Optionally, the operation of the stack is controlled, including controlling the flow rate and pressure of the stack hydrogen and air, the water temperature of the stack coolant, and the signal acquisition timing (or time), and those skilled in the art will understand that the operation is not particularly limited herein. For example, the amplitude or phase of the ac impedance may be compared with a plurality of thresholds, and then adjustment information of the flow rate, pressure, water temperature of the reactor coolant, and signal acquisition time of the reactor hydrogen and air may be obtained.

Compared with the prior art, the embodiment provides a novel impedance measurement and control device for a fuel cell, a synchronization mechanism of a signal synchronization line is combined with the alternating current impedance measurement and control structure, the coupling design of the impedance measurement function is realized by means of different hardware, the modularization, interchangeability and independent development of different hardware are facilitated, and the device is flexible and convenient.

Example 2

The improvement is carried out on the basis of the embodiment 1, and the controller further comprises a data acquisition unit, a data processing and control unit and an execution mechanism which are connected in sequence, as shown in fig. 3. The input end of the data acquisition unit is respectively connected with the output ends of the current sensor and the voltage inspection device; the output end of the actuating mechanism is respectively connected with the DC-DC converter, the voltage inspection device and the control end of the running state of the galvanic pile. Specifically, the control end of the operation state of the electric pile comprises the air hydrogen, the hydrogen input end, the cooling liquid inlet and the like of the electric pile.

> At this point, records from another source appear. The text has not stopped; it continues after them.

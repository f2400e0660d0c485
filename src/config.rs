use anyhow::{Context, Result};
use clap::{Args, ValueEnum};
use schemars::JsonSchema;
use serde::{Deserialize, Serialize};
use std::fs;
use std::path::{Path, PathBuf};
use std::time::Duration;

use crate::sync::remote::SheetTarget;

const DEFAULT_USER_ID: &str = "anonymous";
const DEFAULT_BROKER_URL: &str = "https://backend.composio.dev";
const DEFAULT_BROKER_APP: &str = "googlesheets";
const DEFAULT_SHEETS_API: &str = "https://sheets.googleapis.com/v4";
const DEFAULT_RUN_ID_HEADER: &str = "X-Toolhouse-Run-ID";
const DEFAULT_TAB: &str = "Sheet1";
const DEFAULT_RANGE: &str = "A1:Z1000";
const DEFAULT_REQUEST_TIMEOUT_MS: u64 = 30_000;
const DEFAULT_LOG_LEVEL: &str = "info";

/// Which credential path reads and writes the spreadsheet.
#[derive(
    Debug, Clone, Copy, PartialEq, Eq, ValueEnum, Serialize, Deserialize, JsonSchema, Default,
)]
#[serde(rename_all = "lowercase")]
pub enum AuthMode {
    /// A service credential talks to the Sheets API directly.
    Service,
    /// The integration broker acts for the user's connected account.
    #[default]
    Broker,
}

impl std::fmt::Display for AuthMode {
    fn fmt(&self, f: &mut std::fmt::Formatter<'_>) -> std::fmt::Result {
        match self {
            AuthMode::Service => write!(f, "service"),
            AuthMode::Broker => write!(f, "broker"),
        }
    }
}

#[derive(Debug, Clone)]
pub struct SheetOpsConfig {
    pub user_id: String,
    pub auth_mode: AuthMode,
    pub broker_base_url: String,
    pub broker_api_key: Option<String>,
    pub broker_app: String,
    pub sheets_api_base: String,
    /// Bearer token used in service mode.
    pub service_token: Option<String>,
    pub agent_url: Option<String>,
    pub agent_api_key: Option<String>,
    pub run_id_header: String,
    pub default_tab: String,
    pub default_range: String,
    pub request_timeout_ms: Option<u64>,
    pub log_level: String,
}

impl Default for SheetOpsConfig {
    fn default() -> Self {
        Self {
            user_id: DEFAULT_USER_ID.to_string(),
            auth_mode: AuthMode::default(),
            broker_base_url: DEFAULT_BROKER_URL.to_string(),
            broker_api_key: None,
            broker_app: DEFAULT_BROKER_APP.to_string(),
            sheets_api_base: DEFAULT_SHEETS_API.to_string(),
            service_token: None,
            agent_url: None,
            agent_api_key: None,
            run_id_header: DEFAULT_RUN_ID_HEADER.to_string(),
            default_tab: DEFAULT_TAB.to_string(),
            default_range: DEFAULT_RANGE.to_string(),
            request_timeout_ms: Some(DEFAULT_REQUEST_TIMEOUT_MS),
            log_level: DEFAULT_LOG_LEVEL.to_string(),
        }
    }
}

impl SheetOpsConfig {
    pub fn from_args(args: ConfigArgs) -> Result<Self> {
        let ConfigArgs {
            config,
            user_id: cli_user_id,
            auth_mode: cli_auth_mode,
            broker_url: cli_broker_url,
            broker_api_key: cli_broker_api_key,
            broker_app: cli_broker_app,
            sheets_api: cli_sheets_api,
            service_token: cli_service_token,
            agent_url: cli_agent_url,
            agent_api_key: cli_agent_api_key,
            run_id_header: cli_run_id_header,
            default_tab: cli_default_tab,
            default_range: cli_default_range,
            request_timeout_ms: cli_request_timeout_ms,
            log_level: cli_log_level,
        } = args;

        let file_config = if let Some(path) = config.as_ref() {
            load_config_file(path)?
        } else {
            PartialConfig::default()
        };

        let PartialConfig {
            user_id: file_user_id,
            auth_mode: file_auth_mode,
            broker_base_url: file_broker_url,
            broker_api_key: file_broker_api_key,
            broker_app: file_broker_app,
            sheets_api_base: file_sheets_api,
            service_token: file_service_token,
            agent_url: file_agent_url,
            agent_api_key: file_agent_api_key,
            run_id_header: file_run_id_header,
            default_tab: file_default_tab,
            default_range: file_default_range,
            request_timeout_ms: file_request_timeout_ms,
            log_level: file_log_level,
        } = file_config;

        let defaults = Self::default();

        let user_id = non_blank(cli_user_id.or(file_user_id)).unwrap_or(defaults.user_id);
        let auth_mode = cli_auth_mode.or(file_auth_mode).unwrap_or_default();

        let broker_base_url = cli_broker_url
            .or(file_broker_url)
            .unwrap_or(defaults.broker_base_url);
        let broker_base_url = broker_base_url.trim().trim_end_matches('/').to_string();
        anyhow::ensure!(!broker_base_url.is_empty(), "broker url must not be empty");

        let sheets_api_base = cli_sheets_api
            .or(file_sheets_api)
            .unwrap_or(defaults.sheets_api_base);
        let sheets_api_base = sheets_api_base.trim().trim_end_matches('/').to_string();
        anyhow::ensure!(
            !sheets_api_base.is_empty(),
            "sheets api base url must not be empty"
        );

        let agent_url = non_blank(cli_agent_url.or(file_agent_url))
            .map(|url| url.trim_end_matches('/').to_string());

        let broker_app =
            non_blank(cli_broker_app.or(file_broker_app)).unwrap_or(defaults.broker_app);
        let run_id_header =
            non_blank(cli_run_id_header.or(file_run_id_header)).unwrap_or(defaults.run_id_header);

        let default_tab = cli_default_tab
            .or(file_default_tab)
            .unwrap_or(defaults.default_tab);
        anyhow::ensure!(!default_tab.trim().is_empty(), "default tab must not be empty");

        let default_range =
            non_blank(cli_default_range.or(file_default_range)).unwrap_or(defaults.default_range);

        let request_timeout_ms = cli_request_timeout_ms
            .or(file_request_timeout_ms)
            .unwrap_or(DEFAULT_REQUEST_TIMEOUT_MS);
        let request_timeout_ms = if request_timeout_ms == 0 {
            None
        } else {
            Some(request_timeout_ms)
        };

        let log_level = non_blank(cli_log_level.or(file_log_level)).unwrap_or(defaults.log_level);

        Ok(Self {
            user_id,
            auth_mode,
            broker_base_url,
            broker_api_key: non_blank(cli_broker_api_key.or(file_broker_api_key)),
            broker_app,
            sheets_api_base,
            service_token: non_blank(cli_service_token.or(file_service_token)),
            agent_url,
            agent_api_key: non_blank(cli_agent_api_key.or(file_agent_api_key)),
            run_id_header,
            default_tab,
            default_range,
            request_timeout_ms,
            log_level,
        })
    }

    pub fn request_timeout(&self) -> Option<Duration> {
        self.request_timeout_ms
            .filter(|ms| *ms > 0)
            .map(Duration::from_millis)
    }

    /// Target on the configured default tab and range.
    pub fn target(&self, spreadsheet_id: impl Into<String>) -> SheetTarget {
        SheetTarget::new(spreadsheet_id, &self.default_tab, &self.default_range)
    }

    pub(crate) fn http_client(&self) -> reqwest::Client {
        let mut builder = reqwest::Client::builder();
        if let Some(timeout) = self.request_timeout() {
            builder = builder.timeout(timeout);
        }
        builder.build().unwrap_or_else(|err| {
            tracing::warn!(error = %err, "falling back to default http client");
            reqwest::Client::new()
        })
    }
}

fn non_blank(value: Option<String>) -> Option<String> {
    value
        .map(|v| v.trim().to_string())
        .filter(|v| !v.is_empty())
}

/// Settings a host binary can `#[command(flatten)]` into its own parser.
#[derive(Args, Debug, Default, Clone)]
pub struct ConfigArgs {
    #[arg(
        long,
        value_name = "FILE",
        help = "Path to a configuration file (YAML or JSON)"
    )]
    pub config: Option<PathBuf>,

    #[arg(
        long,
        env = "SHEETOPS_USER_ID",
        value_name = "ID",
        help = "User identifier sent to the broker and the agent"
    )]
    pub user_id: Option<String>,

    #[arg(
        long,
        env = "SHEETOPS_AUTH_MODE",
        value_enum,
        help = "Credential path for spreadsheet access"
    )]
    pub auth_mode: Option<AuthMode>,

    #[arg(
        long,
        env = "SHEETOPS_BROKER_URL",
        value_name = "URL",
        help = "Integration broker base URL"
    )]
    pub broker_url: Option<String>,

    #[arg(
        long,
        env = "SHEETOPS_BROKER_API_KEY",
        value_name = "KEY",
        hide_env_values = true,
        help = "Integration broker API key"
    )]
    pub broker_api_key: Option<String>,

    #[arg(
        long,
        env = "SHEETOPS_BROKER_APP",
        value_name = "APP",
        help = "Broker app name for Google Sheets"
    )]
    pub broker_app: Option<String>,

    #[arg(
        long,
        env = "SHEETOPS_SHEETS_API",
        value_name = "URL",
        help = "Google Sheets REST API base URL"
    )]
    pub sheets_api: Option<String>,

    #[arg(
        long,
        env = "SHEETOPS_SERVICE_TOKEN",
        value_name = "TOKEN",
        hide_env_values = true,
        help = "Bearer token for service mode"
    )]
    pub service_token: Option<String>,

    #[arg(
        long,
        env = "SHEETOPS_AGENT_URL",
        value_name = "URL",
        help = "Hosted agent endpoint"
    )]
    pub agent_url: Option<String>,

    #[arg(
        long,
        env = "SHEETOPS_AGENT_API_KEY",
        value_name = "KEY",
        hide_env_values = true,
        help = "Hosted agent API key"
    )]
    pub agent_api_key: Option<String>,

    #[arg(
        long,
        env = "SHEETOPS_RUN_ID_HEADER",
        value_name = "HEADER",
        help = "Response header carrying the agent run id"
    )]
    pub run_id_header: Option<String>,

    #[arg(
        long,
        env = "SHEETOPS_DEFAULT_TAB",
        value_name = "TAB",
        help = "Worksheet tab used when none is selected"
    )]
    pub default_tab: Option<String>,

    #[arg(
        long,
        env = "SHEETOPS_DEFAULT_RANGE",
        value_name = "RANGE",
        help = "A1 range read on pull and cleared on push"
    )]
    pub default_range: Option<String>,

    #[arg(
        long,
        env = "SHEETOPS_REQUEST_TIMEOUT_MS",
        value_name = "MS",
        help = "Timeout for remote requests in milliseconds (0 disables)"
    )]
    pub request_timeout_ms: Option<u64>,

    #[arg(
        long,
        env = "SHEETOPS_LOG_LEVEL",
        value_name = "LEVEL",
        help = "Log level used when SHEETOPS_LOG is unset"
    )]
    pub log_level: Option<String>,
}

#[derive(Debug, Default, Deserialize)]
struct PartialConfig {
    user_id: Option<String>,
    auth_mode: Option<AuthMode>,
    broker_base_url: Option<String>,
    broker_api_key: Option<String>,
    broker_app: Option<String>,
    sheets_api_base: Option<String>,
    service_token: Option<String>,
    agent_url: Option<String>,
    agent_api_key: Option<String>,
    run_id_header: Option<String>,
    default_tab: Option<String>,
    default_range: Option<String>,
    request_timeout_ms: Option<u64>,
    log_level: Option<String>,
}

fn load_config_file(path: &Path) -> Result<PartialConfig> {
    if !path.exists() {
        anyhow::bail!("config file {:?} does not exist", path);
    }
    let contents = fs::read_to_string(path)
        .with_context(|| format!("failed to read config file {:?}", path))?;
    let ext = path
        .extension()
        .and_then(|os| os.to_str())
        .unwrap_or("")
        .to_ascii_lowercase();

    let parsed = match ext.as_str() {
        "yaml" | "yml" => serde_yaml::from_str(&contents)
            .with_context(|| format!("failed to parse YAML config {:?}", path))?,
        "json" => serde_json::from_str(&contents)
            .with_context(|| format!("failed to parse JSON config {:?}", path))?,
        other => anyhow::bail!("unsupported config extension: {other}"),
    };
    Ok(parsed)
}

The data acquisition unit is used for acquiring real-time data information in output signals of the current sensor and the voltage inspection device and sending the real-time data information to the data processing and control unit; the data information comprises the amplitude or effective value of the output current of the electric pile, and the amplitude or effective value of the voltage of each single battery.

And the data processing and control unit is used for starting the DC-DC converter when the galvanic pile normally operates, sending an alternating current excitation signal with preset frequency to the galvanic pile, starting the voltage inspection device after the value measured by the current sensor is stable, combining the current amplitude with the voltage amplitude of each single battery at the same moment according to the feedback to obtain the alternating current impedance of each single battery, and controlling the operation of the galvanic pile.

And the executing mechanism is used for starting the DC-DC converter and the voltage inspection device or changing the running state of the galvanic pile according to the control of the data processing unit.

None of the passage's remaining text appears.